This is an opportunity provided by the Reporting Land Rights programme: Find out more
Urbanization, resource extraction, women and land inheritance rights, forestry concessions, tribal welfare: property rights underpin the myriad of major issues that Indian reporters cover every day. Access to land is crucial to boosting productivity, alleviating poverty and eradicating hunger, addressing gender inequalities, and identifying solutions to economic and social barriers.
This program, which is a collaboration between the Pulitzer Center on Crisis Reporting and the Thomson Reuters Foundation, will assist Indian journalists in understanding property rights and incorporating it in their reporting, whether they cover business and industry, the environment, urban revitalization, indigenous rights, food security, or a range of other topics.

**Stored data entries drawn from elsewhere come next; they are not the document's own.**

//! unitc - semantic checker for unit-aware programs
//!
//! Usage: unitc --units <file.units> <program.json>

use std::path::PathBuf;
use std::process;

use anyhow::Context;
use clap::Parser as ClapParser;
use tracing::{warn, Level};
use tracing_subscriber::layer::SubscriberExt;
use tracing_subscriber::util::SubscriberInitExt;
use tracing_subscriber::{fmt, EnvFilter};
use unitc::driver::{DriverConfig, ExitStatus, Pipeline};

#[derive(ClapParser, Debug)]
#[command(name = "unitc")]
#[command(version)]
#[command(about = "Unit-of-measurement checker for dimensioned programs", long_about = None)]
struct Args {
    /// Units description file
    #[arg(short, long, required = true)]
    units: PathBuf,

    /// Program tree (JSON) to analyze
    #[arg(required = true)]
    program: PathBuf,

    /// Program source text, used to quote diagnostics
    #[arg(short, long)]
    source: Option<PathBuf>,

    /// Verbose output
    #[arg(short, long)]
    verbose: bool,

    /// Dump the unit catalog and its conversion table
    #[arg(long)]
    dump_units: bool,

    /// Dump the computed value of every node
    #[arg(long)]
    dump_results: bool,
}

fn init_logging(verbose: bool) {
    let level = if verbose { Level::DEBUG } else { Level::WARN };
    let filter = EnvFilter::from_default_env().add_directive(level.into());

    tracing_subscriber::registry()
        .with(filter)
        .with(fmt::layer().with_writer(std::io::stderr))
        .init();
}

fn main() {
    let args = Args::parse();
    init_logging(args.verbose);

    let status = run(&args);
    process::exit(status.code());
}

fn run(args: &Args) -> ExitStatus {
    let config = DriverConfig {
        dump_units: args.dump_units,
        dump_results: args.dump_results,
        verbose: args.verbose,
    };
    let mut pipeline = Pipeline::new(config);

    if let Some(source) = &args.source {
        let attached = pipeline
            .attach_source(source)
            .with_context(|| format!("reading program source '{}'", source.display()));
        if let Err(err) = attached {
            warn!("{err:#}; diagnostics will not quote source text");
        }
    }

    if args.verbose {
        eprintln!(
            "Checking {} against {}",
            args.program.display(),
            args.units.display()
        );
    }

    pipeline.check(&args.units, &args.program)
}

The program will involve a four-day workshop in New Delhi, India from August 6-9, 2019. We will also offer modest funding to journalists with outstanding story ideas on property rights, as well as editorial support to help them realize these ideas, drawing on the Reuters principles of accuracy, integrity, and freedom from bias.
The four-day workshop will feature content on understanding property rights, paricularly in an Indian context; journalism skills and research techniques; approaches to building sources in this field; and talks from guest experts.
Who Can Apply
- Journalists working for domestic media anywhere in India are eligible.
- Journalists working in any medium may apply—print, radio, TV, online.
- Journalists must be fluent in English.
- Journalists must have a minimum of one year's experience. They should either be working full-time for a media organization, or a freelancer whose main work is journalism.
Course Logistics
We will cover all transport, lodging and subsistence costs for journalists from outside Delhi.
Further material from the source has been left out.